I was talking with a good friend and faithful church member about our church’s benevolence gifts the other day.  I was lamenting the fact that the church seems to spend most of its benevolence money on foreign missions while meeting needs in our own community and especially in our own church with some reluctance.   My friend seemed somewhat surprised that there were “marginal” folks in our midst.  I think that my friend assumed that those are people who live or go to church elsewhere.

What’s going on here?  Are those “worthy” of our church’s benevolence being painted with the same ideological brushes as our national media paints recipients of government entitlements and need-based assistance?

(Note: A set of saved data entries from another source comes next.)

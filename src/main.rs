//! GPIO sensors daemon.
//!
//! Usage:
//!   cargo run --bin gpio-sensors
//!   cargo run --bin gpio-sensors -- --catalog ./sensors.json -v

use clap::Parser;
use gpio_sensors::catalog::SensorStore;
use gpio_sensors::config::{Config, load_dotenv};
use gpio_sensors::engine::Sensors;
use gpio_sensors::gpio::BoardLedger;
use gpio_sensors::input::mqtt::{MqttClient, MqttIntegration, MqttPublisher, Topics};
use gpio_sensors::readers::ReadingBackends;
use log::{error, info};
use std::path::PathBuf;
use std::sync::Arc;
use tokio::signal;

#[derive(Parser)]
#[command(name = "gpio-sensors")]
#[command(about = "Poll GPIO attached sensors and publish their values over MQTT")]
struct Cli {
    /// Sensor catalog file
    #[arg(long, env = "SENSORS_CATALOG_PATH")]
    catalog: Option<PathBuf>,

    /// Gpio ledger file
    #[arg(long, env = "SENSORS_LEDGER_PATH")]
    ledger: Option<PathBuf>,

    /// Log debug messages (overridden by RUST_LOG)
    #[arg(short, long)]
    verbose: bool,
}

fn init_logger(verbose: bool) {
    let default_filter = if verbose { "debug" } else { "info" };
    env_logger::Builder::from_env(env_logger::Env::default().default_filter_or(default_filter))
        .format_timestamp_millis()
        .init();
}

#[tokio::main]
async fn main() {
    // Load .env file before anything else
    load_dotenv();

    let cli = Cli::parse();
    init_logger(cli.verbose);
    info!("Starting GPIO sensors");

    // Load configuration
    let mut config = Config::from_env();
    if let Some(path) = cli.catalog {
        config.storage.catalog_path = path;
    }
    if let Some(path) = cli.ledger {
        config.storage.ledger_path = path;
    }
    info!("Configuration loaded:");
    info!(
        "  MQTT broker: {}:{}",
        config.mqtt.broker_host, config.mqtt.broker_port
    );
    info!("  Topic prefix: {}", config.mqtt.topic_prefix);
    info!("  Catalog: {}", config.storage.catalog_path.display());
    info!("  Ledger: {}", config.storage.ledger_path.display());
    info!("  DHT22 command: {}", config.readers.dht22_command);

    let catalog = Arc::new(SensorStore::open(&config.storage.catalog_path));
    let ledger = Arc::new(
        BoardLedger::new(config.board.gpios.clone())
            .with_driver_reserved(config.board.driver_reserved.iter().cloned())
            .with_persistence(&config.storage.ledger_path),
    );

    let topics = Topics::new(config.mqtt.topic_prefix.clone());
    let mqtt_client = MqttClient::new(&config.mqtt);
    let publisher = Arc::new(MqttPublisher::new(mqtt_client.client(), topics.clone()));

    let sensors = Arc::new(Sensors::new(
        ledger,
        catalog,
        ReadingBackends::from_config(&config.readers),
        publisher,
    ));
    sensors.configure();

    let integration = MqttIntegration::new(mqtt_client, topics, sensors.clone()).start();

    info!("GPIO sensors running, press Ctrl+C to exit");

    // Wait for shutdown signal
    match signal::ctrl_c().await {
        Ok(()) => {
            info!("Received shutdown signal");
        }
        Err(e) => {
            error!("Failed to listen for shutdown signal: {}", e);
        }
    }

    integration.abort();
    sensors.shutdown().await;

    info!("GPIO sensors stopped");
}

Perhaps a part of the problem is our criteria of “need”.  As individuals, we can think of the words needy, marginal, deprived, disadvantaged, or poor with some degree of clarity in our own mind.   We may “know” who those people are and what they look like – disheveled perhaps, or without transportation, or strange, or sick, or old.  Everybody else, we may think, can get by just fine on their own, like we do.  

But “need” is a subjective phenomenon.  “Marginal” has very different descriptive criteria for different people.   So to focus our 10% benevolence money on foreign mission work, for instance, can miss the needs closer to home that would make both church and community stronger and more vital.

Perhaps a part of the problem is our divergent understandings of issues such as the meaning of benevolence, the instructions from the Gospel and the components of our well-being.

Benevolence is defined in the dictionary as good will or disposition to do good for others;  an act of kindness; a generous gift.  There is nothing here to suggest that the recipient of benevolence must be the poorest of the poor in a foreign country.  Even the Synonyms listed in the dictionary (favor, boon, courtesy, grace, indulgence, kindness, mercy, service) only note one possibility, “mercy” that suggests that benevolence is related to a form of pity for others. 

The Bible discusses many ways that help us better understand benevolence:
In Acts: ‘It is more blessed to give than to receive.”
In Galatians: , “…let us do good to everyone...”
In Romans: “Let each of us please his neighbor for his good, to build him up.”
And especially in Mark: “You shall love your neighbor as yourself.”

Nothing here suggests we share our benevolence only with the most downtrodden in the world.

And then there is the whole confusion around issues of giving vs. receiving.  Certainly most of us know from our personal experience that we feel good about ourselves when we contribute to life in meaningful ways, and that we actually begin to feel down and somewhat helpless when we are just recipients of other people’s benevolence’s over time.   So to love our neighbor and build her or him up, we need to be open to receiving his or her offers of help to us so that he or she gains in their sense of well-being and health. 

But perhaps the problem is that we don’t really know how to empower people in order to enable them to build a better life.  We know how to give money, and cans of food, and old clothes, and used furniture. But do we know how to make our church a place where if people come, they feel they are built up, that they find a sense of well-being, and that people pay attention to them and ask for ways that they are able to contribute to life in our midst?